I ran a quick experiment overnight and observed a huge hit to the performance.
I think it may be linked to the while break condition (B contains less than W elements more probable
than the most probable in A).
In the current implementation, here is how it is done :
if len(beam_hyps) >= self.beam_size: break
which clearly is not the same than the paper (and maybe cause early exiting ?). So i'm fixing this too, and rerunning my test.
The link of the paper is not working. Could you please give the exact reference?
https://arxiv.org/pdf/1911.01629.pdf updated the link in my post
Ok, ty.
I think we will have to support the « official » first beam search of the Transducer (the one by Alex Graves). Doesn't make sense to not do it.
Hey, any news about this issue please ? Thanks :)
Hey, sorry, I was busy with a lot of stuff. I wrote something working for me. It has slightly worse performance on my corpus (it's a very noisy one), but is around 1/3 faster (30 minutes decoding vs 45 for the currently implemented one). I am opening a PR this afternoon. I did not remove the first implementation, to not break any backward compatibility.
Ok cool! We will try your PR on our side :-)
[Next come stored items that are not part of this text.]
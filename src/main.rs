use clap::Parser;
use algosphere::cli::{run, Cli};
use tracing_subscriber::EnvFilter;

fn main() -> std::process::ExitCode {
    tracing_subscriber::fmt()
        .with_env_filter(
            EnvFilter::try_from_default_env().unwrap_or_else(|_| EnvFilter::new("info")),
        )
        .with_writer(std::io::stderr)
        .init();

    run(Cli::parse())
}
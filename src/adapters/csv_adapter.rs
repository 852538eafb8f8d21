//! CSV file data adapter.
//!
//! Reads `<base_path>/<TICKER>.csv`. Columns are located by header name,
//! case-insensitively: `date, open, high, low, close` are required and
//! `volume` is optional.

use crate::domain::error::AlgoError;
use crate::domain::ohlcv::{PriceBar, PriceSeries};
use crate::ports::data_port::DataPort;
use chrono::NaiveDate;
use csv::StringRecord;
use std::fs;
use std::path::PathBuf;
use tracing::debug;

const DATE_FORMAT: &str = "%Y-%m-%d";

pub struct CsvAdapter {
    base_path: PathBuf,
}

struct Columns {
    date: usize,
    open: usize,
    high: usize,
    low: usize,
    close: usize,
    volume: Option<usize>,
}

impl Columns {
    fn locate(ticker: &str, headers: &StringRecord) -> Result<Self, AlgoError> {
        let find = |name: &str| {
            headers
                .iter()
                .position(|h| h.trim().eq_ignore_ascii_case(name))
        };
        let require = |name: &str| {
            find(name).ok_or_else(|| AlgoError::MissingColumn {
                ticker: ticker.to_string(),
                column: name.to_string(),
            })
        };

        Ok(Columns {
            date: require("date")?,
            open: require("open")?,
            high: require("high")?,
            low: require("low")?,
            close: require("close")?,
            volume: find("volume"),
        })
    }
}

impl CsvAdapter {
    pub fn new(base_path: PathBuf) -> Self {
        Self { base_path }
    }

    fn csv_path(&self, ticker: &str) -> PathBuf {
        self.base_path.join(format!("{}.csv", ticker))
    }
}

fn field<'a>(ticker: &str, record: &'a StringRecord, idx: usize, name: &str) -> Result<&'a str, AlgoError> {
    record.get(idx).map(str::trim).ok_or_else(|| {
        AlgoError::malformed(ticker, format!("row is missing the {} field", name))
    })
}

fn number(ticker: &str, record: &StringRecord, idx: usize, name: &str) -> Result<f64, AlgoError> {
    let raw = field(ticker, record, idx, name)?;
    raw.parse::<f64>()
        .map_err(|_| AlgoError::malformed(ticker, format!("invalid {} value: {:?}", name, raw)))
}

impl DataPort for CsvAdapter {
    fn fetch_series(
        &self,
        ticker: &str,
        start: NaiveDate,
        end: NaiveDate,
    ) -> Result<PriceSeries, AlgoError> {
        let path = self.csv_path(ticker);
        let content = fs::read_to_string(&path).map_err(|e| match e.kind() {
            std::io::ErrorKind::NotFound => AlgoError::NoData {
                ticker: ticker.to_string(),
            },
            std::io::ErrorKind::InvalidData => {
                AlgoError::malformed(ticker, format!("price file is not valid UTF-8: {}", e))
            }
            _ => AlgoError::Io(e),
        })?;

        let mut rdr = csv::Reader::from_reader(content.as_bytes());
        let headers = rdr
            .headers()
            .map_err(|e| AlgoError::malformed(ticker, format!("CSV header error: {}", e)))?
            .clone();
        let columns = Columns::locate(ticker, &headers)?;

        let mut bars = Vec::new();
        for result in rdr.records() {
            let record = result
                .map_err(|e| AlgoError::malformed(ticker, format!("CSV parse error: {}", e)))?;

            let date_str = field(ticker, &record, columns.date, "date")?;
            let date = NaiveDate::parse_from_str(date_str, DATE_FORMAT).map_err(|e| {
                AlgoError::malformed(ticker, format!("invalid date {:?}: {}", date_str, e))
            })?;

            if date < start || date > end {
                continue;
            }

            let volume = match columns.volume {
                Some(idx) => number(ticker, &record, idx, "volume")?,
                None => 0.0,
            };

            bars.push(PriceBar {
                date,
                open: number(ticker, &record, columns.open, "open")?,
                high: number(ticker, &record, columns.high, "high")?,
                low: number(ticker, &record, columns.low, "low")?,
                close: number(ticker, &record, columns.close, "close")?,
                volume,
            });
        }

        bars.sort_by_key(|b| b.date);
        if let Some(pair) = bars.windows(2).find(|w| w[0].date == w[1].date) {
            return Err(AlgoError::malformed(
                ticker,
                format!("duplicate bar for {}", pair[0].date),
            ));
        }

        debug!(ticker, bars = bars.len(), path = %path.display(), "price series loaded");
        PriceSeries::new(ticker, bars)
    }
}
//! Price data access port.

use crate::domain::error::AlgoError;
use crate::domain::ohlcv::PriceSeries;
use chrono::NaiveDate;

pub trait DataPort {
    /// Bars for `ticker` with `start <= date <= end`, oldest first.
    fn fetch_series(
        &self,
        ticker: &str,
        start: NaiveDate,
        end: NaiveDate,
    ) -> Result<PriceSeries, AlgoError>;
}
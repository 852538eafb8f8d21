//! Simulation orchestrator.
//!
//! One run: signals -> optional fusion -> portfolio replay -> metrics ->
//! report. [`run_simulation`] does no I/O; [`run_job`] wraps it with a price
//! fetch and turns every failure into a [`JobOutcome`].

use crate::domain::error::AlgoError;
use crate::domain::metrics::{round2, Metrics};
use crate::domain::ohlcv::PriceSeries;
use crate::domain::portfolio::{self, DEFAULT_INITIAL_CAPITAL};
use crate::domain::prediction::fusion;
use crate::domain::prediction::registry::ArtifactRegistry;
use crate::domain::report::{JobFailure, JobOutcome, PerformanceReport};
use crate::domain::strategy::StrategyDescriptor;
use crate::ports::data_port::DataPort;
use chrono::NaiveDate;
use tracing::{debug, info};

#[derive(Debug, Clone, PartialEq)]
pub struct BacktestConfig {
    pub start_date: NaiveDate,
    pub end_date: NaiveDate,
    pub initial_capital: f64,
}

impl BacktestConfig {
    pub fn new(start_date: NaiveDate, end_date: NaiveDate) -> Self {
        BacktestConfig {
            start_date,
            end_date,
            initial_capital: DEFAULT_INITIAL_CAPITAL,
        }
    }

    pub fn with_initial_capital(mut self, initial_capital: f64) -> Self {
        self.initial_capital = initial_capital;
        self
    }

    pub fn validate(&self) -> Result<(), AlgoError> {
        if !(self.initial_capital.is_finite() && self.initial_capital > 0.0) {
            return Err(AlgoError::invalid(
                "backtest",
                "initial_capital",
                "initial_capital must be positive",
            ));
        }
        if self.start_date >= self.end_date {
            return Err(AlgoError::invalid(
                "backtest",
                "start_date",
                "start_date must be before end_date",
            ));
        }
        Ok(())
    }
}

/// Run one strategy over an already-fetched series.
///
/// Fails only on configuration errors. An unavailable predictive model does
/// not fail the run; the report's `ml_confirmation` says what happened.
pub fn run_simulation(
    descriptor: &StrategyDescriptor,
    series: &PriceSeries,
    registry: &ArtifactRegistry,
    config: &BacktestConfig,
) -> Result<PerformanceReport, AlgoError> {
    descriptor.validate()?;
    config.validate()?;

    let bars = series.bars();
    info!(
        ticker = %descriptor.ticker,
        strategy = %descriptor.strategy_type(),
        bars = bars.len(),
        "running simulation"
    );

    let signals = descriptor.kind.generate_signals(bars);
    debug!(
        buys = signals.buy_count(),
        sells = signals.sell_count(),
        "signals generated"
    );

    let fused = fusion::fuse(signals, bars, registry, descriptor.model.as_ref());
    let portfolio = portfolio::simulate(
        series.ticker(),
        bars,
        &fused.signals,
        config.initial_capital,
    )?;

    let metrics = Metrics::compute(&portfolio.equity_curve);
    let final_value = portfolio
        .equity_curve
        .last()
        .map(|p| p.value)
        .unwrap_or(config.initial_capital);

    info!(
        ticker = %descriptor.ticker,
        trades = portfolio.fills.len(),
        total_return_pct = metrics.total_return_pct,
        "simulation finished"
    );

    Ok(PerformanceReport {
        ticker: series.ticker().to_string(),
        strategy_name: descriptor.name.clone(),
        strategy_type: descriptor.strategy_type(),
        start_date: series.first_date(),
        end_date: series.last_date(),
        initial_capital: config.initial_capital,
        metrics,
        final_portfolio_value: round2(final_value),
        trade_count: portfolio.fills.len(),
        trades: portfolio.fills,
        ml_confirmation: fused.confirmation,
        equity_curve: portfolio.equity_curve,
        price_series: bars.to_vec(),
    })
}

/// Validate, fetch, simulate, and wrap the result for the job runner.
/// Configuration problems are reported before any price data is read.
pub fn run_job(
    data_port: &dyn DataPort,
    descriptor: &StrategyDescriptor,
    registry: &ArtifactRegistry,
    config: &BacktestConfig,
) -> JobOutcome {
    let result = descriptor
        .validate()
        .and_then(|()| config.validate())
        .and_then(|()| {
            data_port.fetch_series(&descriptor.ticker, config.start_date, config.end_date)
        })
        .and_then(|series| run_simulation(descriptor, &series, registry, config));

    match result {
        Ok(report) => JobOutcome::success(report),
        Err(e) => JobOutcome::failure(JobFailure::from_error(
            &e,
            descriptor.ticker.clone(),
            Some(descriptor.strategy_type()),
        )),
    }
}
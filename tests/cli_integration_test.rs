//! CLI integration tests with real INI and CSV files on disk.
//!
//! Tests cover:
//! - Config loading into a run configuration
//! - Registry loading, including a registry file that cannot be read
//! - The backtest command end to end, success and failure outcomes
//! - The validate and models commands

mod common;

use algosphere::adapters::file_config_adapter::FileConfigAdapter;
use algosphere::cli::{self, Cli, Command};
use algosphere::domain::config_validation::{load_run_config, Overrides};
use algosphere::domain::strategy::StrategyType;
use common::*;
use std::fs;
use std::io::Write;
use std::path::{Path, PathBuf};
use std::process::ExitCode;
use tempfile::TempDir;

fn write_temp_ini(content: &str) -> tempfile::NamedTempFile {
    let mut file = tempfile::NamedTempFile::new().unwrap();
    file.write_all(content.as_bytes()).unwrap();
    file.flush().unwrap();
    file
}

const REGISTRY_INI: &str = r#"
[registry]
sets = SetA,SetB

[SetA]
models = RandomForest,GradientBoosting

[SetA.RandomForest]
kind = logistic
features = Close
weights = 1.0
bias = -100.0

[SetA.GradientBoosting]
kind = logistic
features = Close,Volume
weights = 1.0,0.0
bias = -100.0

[SetB]
models = Broken

[SetB.Broken]
kind = linear
features = Close,Open
weights = 1.0
"#;

/// Workspace with price files, a registry and a config for `ticker`.
struct Fixture {
    dir: TempDir,
}

impl Fixture {
    fn new() -> Self {
        let dir = TempDir::new().unwrap();
        let prices = dir.path().join("prices");
        fs::create_dir(&prices).unwrap();
        write_csv(&prices, "TREND", &bars_from_closes(&rising_closes()));
        write_csv(&prices, "OSC", &bars_from_closes(&oscillating_closes()));
        fs::write(dir.path().join("models.ini"), REGISTRY_INI).unwrap();
        Fixture { dir }
    }

    fn path(&self, name: &str) -> PathBuf {
        self.dir.path().join(name)
    }

    fn write_config(&self, ticker: &str, strategy: &str) -> PathBuf {
        let content = format!(
            "[backtest]\nticker = {ticker}\nstart_date = 2023-01-01\nend_date = 2023-12-31\ninitial_capital = 100000\n\n\
             [data]\npath = {}\n\n[models]\nregistry = {}\n\n[strategy]\n{strategy}",
            self.path("prices").display(),
            self.path("models.ini").display(),
        );
        let path = self.path("backtest.ini");
        fs::write(&path, content).unwrap();
        path
    }

    fn backtest(&self, config: &Path, ticker: Option<&str>, job_id: Option<&str>) -> (ExitCode, serde_json::Value) {
        let output = self.path("report.json");
        let code = cli::run(Cli {
            command: Command::Backtest {
                config: config.to_path_buf(),
                ticker: ticker.map(str::to_string),
                strategy_type: None,
                output: output.clone(),
                job_id: job_id.map(str::to_string),
            },
        });
        let json = serde_json::from_str(&fs::read_to_string(&output).unwrap()).unwrap();
        (code, json)
    }
}

fn same_code(actual: ExitCode, expected: ExitCode) -> bool {
    format!("{:?}", actual) == format!("{:?}", expected)
}

mod config_loading {
    use super::*;

    #[test]
    fn run_config_from_file() {
        let fixture = Fixture::new();
        let path = fixture.write_config("TREND", "type = trend\nfast_window = 5\nslow_window = 10\n");
        let adapter = FileConfigAdapter::from_file(&path).unwrap();
        let run = load_run_config(&adapter, Overrides::default()).unwrap();

        assert_eq!(run.descriptor.ticker, "TREND");
        assert_eq!(run.descriptor.strategy_type(), StrategyType::TrendFollowing);
        assert_eq!(run.backtest.start_date, date(2023, 1, 1));
        assert_eq!(run.data_path, fixture.path("prices"));
        assert_eq!(run.registry_path, Some(fixture.path("models.ini")));
    }

    #[test]
    fn registry_loaded_from_file() {
        let fixture = Fixture::new();
        let registry = cli::load_registry(Some(fixture.path("models.ini").as_path()));

        assert!(registry.is_available("SetA"));
        assert!(!registry.is_available("SetB"));
    }

    #[test]
    fn unreadable_registry_is_empty() {
        let registry = cli::load_registry(Some(Path::new("/nonexistent/models.ini")));
        assert_eq!(registry.entries().count(), 0);
    }
}

mod backtest_command {
    use super::*;

    #[test]
    fn trend_backtest_writes_success_report() {
        let fixture = Fixture::new();
        let config =
            fixture.write_config("TREND", "name = Fast Cross\ntype = TrendFollowing\nfast_window = 5\nslow_window = 10\n");
        let (code, json) = fixture.backtest(&config, None, Some("job-1"));

        assert!(same_code(code, ExitCode::SUCCESS));
        assert_eq!(json["status"], "SUCCESS");
        assert_eq!(json["jobId"], "job-1");
        let report = &json["report"];
        assert_eq!(report["ticker"], "TREND");
        assert_eq!(report["strategyName"], "Fast Cross");
        assert_eq!(report["strategyType"], "TrendFollowing");
        assert!(report["totalReturnPct"].as_f64().unwrap() > 0.0);
        assert!(report["finalPortfolioValue"].as_f64().unwrap() > 100_000.0);
        assert_eq!(report["maxDrawdownPct"], 0.0);
        assert_eq!(report["mlConfirmation"]["status"], "NOT_REQUESTED");
        // all generated bars fall inside 2023
        assert_eq!(report["equityCurve"].as_array().unwrap().len(), 252);
        assert_eq!(report["priceSeries"].as_array().unwrap().len(), 252);
    }

    #[test]
    fn ensemble_confirmation_recorded() {
        let fixture = Fixture::new();
        let config = fixture.write_config(
            "OSC",
            "type = MeanReversion\nmodel_set = SetA\nmodel = Ensemble\n",
        );
        let (code, json) = fixture.backtest(&config, None, None);

        assert!(same_code(code, ExitCode::SUCCESS));
        let confirmation = &json["report"]["mlConfirmation"];
        assert_eq!(confirmation["status"], "APPLIED");
        assert_eq!(confirmation["set"], "SetA");
        assert_eq!(confirmation["model"], "Ensemble");
        // every trough closes at 90 and scores below 0.5
        assert!(confirmation["suppressedBuys"].as_u64().unwrap() > 0);
        assert_eq!(json["report"]["tradeCount"], 0);
    }

    #[test]
    fn broken_model_set_degrades_to_pass_through() {
        let fixture = Fixture::new();
        let config = fixture.write_config(
            "OSC",
            "type = MeanReversion\nmodel_set = SetB\nmodel = Broken\n",
        );
        let (code, json) = fixture.backtest(&config, None, None);

        assert!(same_code(code, ExitCode::SUCCESS));
        assert_eq!(json["report"]["mlConfirmation"]["status"], "UNAVAILABLE");
        assert!(json["report"]["tradeCount"].as_u64().unwrap() > 0);
    }

    #[test]
    fn ticker_override_selects_other_file() {
        let fixture = Fixture::new();
        let config = fixture.write_config("TREND", "type = MeanReversion\n");
        let (_, json) = fixture.backtest(&config, Some("OSC"), None);

        assert_eq!(json["report"]["ticker"], "OSC");
    }

    #[test]
    fn missing_price_file_writes_data_failure() {
        let fixture = Fixture::new();
        let config = fixture.write_config("NOPE", "type = Volatility\n");
        let (code, json) = fixture.backtest(&config, None, Some("job-9"));

        assert!(same_code(code, ExitCode::from(5)));
        assert_eq!(json["status"], "FAILURE");
        assert_eq!(json["jobId"], "job-9");
        assert_eq!(json["error"]["kind"], "DataError");
        assert_eq!(json["error"]["ticker"], "NOPE");
        assert_eq!(json["error"]["strategyType"], "Volatility");
    }

    #[test]
    fn invalid_parameters_write_configuration_failure() {
        let fixture = Fixture::new();
        let config = fixture.write_config("TREND", "type = TrendFollowing\nfast_window = 0\n");
        let (code, json) = fixture.backtest(&config, None, None);

        assert!(same_code(code, ExitCode::from(2)));
        assert_eq!(json["error"]["kind"], "ConfigurationError");
        assert_eq!(json["error"]["ticker"], "TREND");
        assert!(json["error"]["message"]
            .as_str()
            .unwrap()
            .contains("fast_window"));
    }

    #[test]
    fn unknown_strategy_type_fails_without_type() {
        let fixture = Fixture::new();
        let config = fixture.write_config("TREND", "type = Arbitrage\n");
        let (code, json) = fixture.backtest(&config, None, None);

        assert!(same_code(code, ExitCode::from(2)));
        assert_eq!(json["error"]["kind"], "ConfigurationError");
        assert!(json["error"].get("strategyType").is_none());
    }

    #[test]
    fn missing_config_file_writes_failure() {
        let fixture = Fixture::new();
        let (code, json) = fixture.backtest(&fixture.path("absent.ini"), Some("TREND"), None);

        assert!(same_code(code, ExitCode::from(2)));
        assert_eq!(json["status"], "FAILURE");
        assert_eq!(json["error"]["ticker"], "TREND");
    }
}

mod other_commands {
    use super::*;

    #[test]
    fn validate_accepts_good_config() {
        let fixture = Fixture::new();
        let config = fixture.write_config("TREND", "type = Volatility\nsqueeze_threshold = 1.2\n");
        let code = cli::run(Cli {
            command: Command::Validate { config },
        });
        assert!(same_code(code, ExitCode::SUCCESS));
    }

    #[test]
    fn validate_rejects_bad_config() {
        let file = write_temp_ini("[backtest]\nticker = X\nstart_date = 2023-01-01\n");
        let code = cli::run(Cli {
            command: Command::Validate {
                config: file.path().to_path_buf(),
            },
        });
        assert!(same_code(code, ExitCode::from(2)));
    }

    #[test]
    fn models_lists_registry() {
        let fixture = Fixture::new();
        let code = cli::run(Cli {
            command: Command::Models {
                registry: fixture.path("models.ini"),
            },
        });
        assert!(same_code(code, ExitCode::SUCCESS));
    }

    #[test]
    fn models_fails_on_missing_registry() {
        let code = cli::run(Cli {
            command: Command::Models {
                registry: PathBuf::from("/nonexistent/models.ini"),
            },
        });
        assert!(same_code(code, ExitCode::from(2)));
    }
}
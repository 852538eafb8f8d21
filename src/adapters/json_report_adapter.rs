//! JSON report adapter implementing ReportPort.

use std::fs;
use std::path::Path;

use crate::domain::error::AlgoError;
use crate::domain::report::JobOutcome;
use crate::ports::report_port::ReportPort;
use tracing::debug;

#[derive(Debug, Default)]
pub struct JsonReportAdapter;

impl JsonReportAdapter {
    pub fn new() -> Self {
        Self
    }

    pub fn render(outcome: &JobOutcome) -> Result<String, AlgoError> {
        serde_json::to_string_pretty(outcome).map_err(|e| AlgoError::Io(e.into()))
    }
}

impl ReportPort for JsonReportAdapter {
    fn write(&self, outcome: &JobOutcome, output_path: &Path) -> Result<(), AlgoError> {
        let json = Self::render(outcome)?;
        fs::write(output_path, json)?;
        debug!(path = %output_path.display(), "job outcome written");
        Ok(())
    }
}
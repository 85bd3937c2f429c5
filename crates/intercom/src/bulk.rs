//! Bulk job handles.
//!
//! Intercom processes bulk uploads asynchronously. Submitting one returns a
//! job record; progress is polled with the job id.

use serde::{Deserialize, Serialize};
use std::sync::Arc;

use crate::client::IntercomApi;
use crate::error::Result;

/// Job state as reported by Intercom.
#[derive(Debug, Clone, Default, Serialize, Deserialize, PartialEq, Eq)]
pub struct Job {
    pub id: String,
    #[serde(default, skip_serializing_if = "Option::is_none")]
    pub state: Option<String>,
    #[serde(default, skip_serializing_if = "Option::is_none")]
    pub name: Option<String>,
    #[serde(default, skip_serializing_if = "Option::is_none")]
    pub created_at: Option<i64>,
    #[serde(default, skip_serializing_if = "Option::is_none")]
    pub updated_at: Option<i64>,
    #[serde(default, skip_serializing_if = "Option::is_none")]
    pub completed_at: Option<i64>,
    #[serde(default, skip_serializing_if = "Option::is_none")]
    pub links: Option<JobLinks>,
}

/// Links Intercom attaches to a job.
#[derive(Debug, Clone, Default, Serialize, Deserialize, PartialEq, Eq)]
pub struct JobLinks {
    #[serde(rename = "self", default, skip_serializing_if = "Option::is_none")]
    pub self_link: Option<String>,
    #[serde(default, skip_serializing_if = "Option::is_none")]
    pub error: Option<String>,
}

impl Job {
    /// Whether Intercom has stopped working on this job.
    #[must_use]
    pub fn is_finished(&self) -> bool {
        matches!(
            self.state.as_deref(),
            Some("completed" | "completed_with_errors" | "failed")
        )
    }
}

/// Handle to a submitted bulk job, bound to the client that created it.
#[derive(Clone)]
pub struct BulkJob {
    id: String,
    client: Arc<dyn IntercomApi>,
}

impl BulkJob {
    #[must_use]
    pub fn new(client: Arc<dyn IntercomApi>, id: impl Into<String>) -> Self {
        Self {
            id: id.into(),
            client,
        }
    }

    #[must_use]
    pub fn id(&self) -> &str {
        &self.id
    }

    /// Poll the job's current state.
    pub async fn status(&self) -> Result<Job> {
        self.client.job(&self.id).await
    }

    /// Fetch the per-item errors Intercom recorded for this job.
    pub async fn errors(&self) -> Result<serde_json::Value> {
        self.client.job_errors(&self.id).await
    }
}

impl std::fmt::Debug for BulkJob {
    fn fmt(&self, f: &mut std::fmt::Formatter<'_>) -> std::fmt::Result {
        f.debug_struct("BulkJob").field("id", &self.id).finish_non_exhaustive()
    }
}

#[cfg(test)]
mod tests {
    use super::*;

    #[test]
    fn test_job_deserialize() {
        let json = r#"{
            "type": "job",
            "id": "job_5ca1ab1eca11ab1e",
            "app_id": "app_or_workspace_id",
            "updated_at": 1446033421,
            "completed_at": 1446048736,
            "name": "api_bulk_job",
            "state": "completed",
            "links": {
                "error": "https://api.intercom.io/jobs/job_5ca1ab1eca11ab1e/error",
                "self": "https://api.intercom.io/jobs/job_5ca1ab1eca11ab1e"
            }
        }"#;

        let job: Job = serde_json::from_str(json).unwrap();
        assert_eq!(job.id, "job_5ca1ab1eca11ab1e");
        assert!(job.is_finished());
        assert_eq!(
            job.links.unwrap().self_link.as_deref(),
            Some("https://api.intercom.io/jobs/job_5ca1ab1eca11ab1e")
        );
    }

    #[test]
    fn test_running_job_not_finished() {
        let job = Job {
            id: "job_1".to_string(),
            state: Some("running".to_string()),
            ..Job::default()
        };
        assert!(!job.is_finished());
        assert!(!Job::default().is_finished());
    }
}
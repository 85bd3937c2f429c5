//! Member records and the sources that supply them.

use async_trait::async_trait;
use chrono::{DateTime, Utc};
use serde::{Deserialize, Deserializer, Serialize};
use std::collections::HashMap;
use std::path::PathBuf;
use std::sync::Arc;
use tracing::debug;

use crate::config::UserListRef;
use crate::error::{IntercomError, Result};
use crate::payload::SettingsMap;

/// A person in the host application's user directory.
#[derive(Debug, Clone, Default, Serialize, Deserialize, PartialEq)]
pub struct Member {
    /// External id, sent to Intercom as `user_id`. Numeric ids are accepted.
    #[serde(
        default,
        deserialize_with = "string_or_number",
        skip_serializing_if = "Option::is_none"
    )]
    pub id: Option<String>,
    #[serde(default, skip_serializing_if = "Option::is_none")]
    pub email: Option<String>,
    #[serde(default, skip_serializing_if = "Option::is_none")]
    pub first_name: Option<String>,
    #[serde(default, skip_serializing_if = "Option::is_none")]
    pub surname: Option<String>,
    /// When the member signed up.
    #[serde(default, skip_serializing_if = "Option::is_none")]
    pub created: Option<DateTime<Utc>>,
    /// Company the member belongs to, as a free-form map.
    #[serde(default, skip_serializing_if = "Option::is_none")]
    pub company: Option<serde_json::Value>,
    /// Any other profile fields.
    #[serde(flatten)]
    pub fields: SettingsMap,
}

impl Member {
    /// Shorthand for a member known only by email.
    #[must_use]
    pub fn with_email(email: impl Into<String>) -> Self {
        Self {
            email: Some(email.into()),
            ..Self::default()
        }
    }

    /// First name and surname joined, or `None` if both are blank.
    #[must_use]
    pub fn full_name(&self) -> Option<String> {
        let name = [self.first_name.as_deref(), self.surname.as_deref()]
            .into_iter()
            .flatten()
            .map(str::trim)
            .filter(|s| !s.is_empty())
            .collect::<Vec<_>>()
            .join(" ");
        (!name.is_empty()).then_some(name)
    }
}

/// Directory ids come as strings or as plain numbers.
fn string_or_number<'de, D>(deserializer: D) -> std::result::Result<Option<String>, D::Error>
where
    D: Deserializer<'de>,
{
    #[derive(Deserialize)]
    #[serde(untagged)]
    enum RawId {
        Text(String),
        Number(serde_json::Number),
    }

    Ok(Option::<RawId>::deserialize(deserializer)?.map(|id| match id {
        RawId::Text(s) => s,
        RawId::Number(n) => n.to_string(),
    }))
}

/// Something that can list members to sync.
#[async_trait]
pub trait MemberSource: Send + Sync {
    /// All members this source provides, in the source's own order.
    async fn members(&self) -> Result<Vec<Member>>;
}

/// A fixed, in-memory list of members.
#[derive(Debug, Clone, Default)]
pub struct StaticSource {
    members: Vec<Member>,
}

impl StaticSource {
    #[must_use]
    pub fn new(members: Vec<Member>) -> Self {
        Self { members }
    }
}

#[async_trait]
impl MemberSource for StaticSource {
    async fn members(&self) -> Result<Vec<Member>> {
        Ok(self.members.clone())
    }
}

/// Members read from a JSON array on disk. Re-read on every call.
#[derive(Debug, Clone)]
pub struct JsonDirectory {
    path: PathBuf,
}

impl JsonDirectory {
    #[must_use]
    pub fn new(path: impl Into<PathBuf>) -> Self {
        Self { path: path.into() }
    }
}

#[async_trait]
impl MemberSource for JsonDirectory {
    async fn members(&self) -> Result<Vec<Member>> {
        let raw = tokio::fs::read_to_string(&self.path).await?;
        let members: Vec<Member> = serde_json::from_str(&raw)?;
        debug!(path = %self.path.display(), count = members.len(), "Loaded member directory");
        Ok(members)
    }
}

/// Builds a member source on demand.
pub type MemberSourceFactory = Box<dyn Fn() -> Arc<dyn MemberSource> + Send + Sync>;

/// Named member sources that `user_list` can refer to.
#[derive(Default)]
pub struct MemberSourceRegistry {
    factories: HashMap<String, MemberSourceFactory>,
}

impl MemberSourceRegistry {
    #[must_use]
    pub fn new() -> Self {
        Self::default()
    }

    /// Register a factory under `name`, replacing any previous one.
    pub fn register<F>(&mut self, name: impl Into<String>, factory: F)
    where
        F: Fn() -> Arc<dyn MemberSource> + Send + Sync + 'static,
    {
        self.factories.insert(name.into(), Box::new(factory));
    }

    #[must_use]
    pub fn contains(&self, name: &str) -> bool {
        self.factories.contains_key(name)
    }

    /// Registered names, sorted.
    #[must_use]
    pub fn names(&self) -> Vec<String> {
        let mut names: Vec<String> = self.factories.keys().cloned().collect();
        names.sort();
        names
    }

    /// Build the source a `user_list` reference points at.
    pub fn resolve(&self, reference: &UserListRef) -> Result<Arc<dyn MemberSource>> {
        let factory = self.factories.get(reference.name()).ok_or_else(|| {
            IntercomError::config(format!(
                "Unknown user_list source '{}' (registered: {})",
                reference.name(),
                self.names().join(", ")
            ))
        })?;
        debug!(source = reference.name(), "Resolved user_list source");
        Ok(factory())
    }
}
Here is the pull request : https://github.com/speechbrain/speechbrain/pull/1978
Describe the bug
I was looking into customizing the transducer decoder beamsearch to support multitask as in this paper when i realized that in the case of degenerate output from the beamsearch, it may never finish. This behavior can also be seen in the doctest of the decoder/transducer.py file. (If you run it without training, it is stuck in an infinite loop) This may be because the implementation in speechbrain is slightly different from the one in the original paper by Alex Graves.
In the original paper, y*+blank will always be added to B. Whereas in the speechbrain implementation, it will only be added if the blank token is in the topK probabilities. Meaning that if an output degenerate on a bigram for exemple, the blank index may never be in topK probabilities, the beam in A will never be added to B, and it will never finish. Maybe adding a safeguard against degenerate sentence can be done ? Based on the number of token generated in one step, for example.
There are ways to bypass this kind of problem simply by training the model more or maybe by using a bigger beam, but I figured I had let you know of this behavior since it can be significantly different from the expected one.
Expected behaviour
The beamsearch should end even if it returns a degenerate output.
To Reproduce
No response
Versions
No response
Relevant log output
No response
Additional context
No response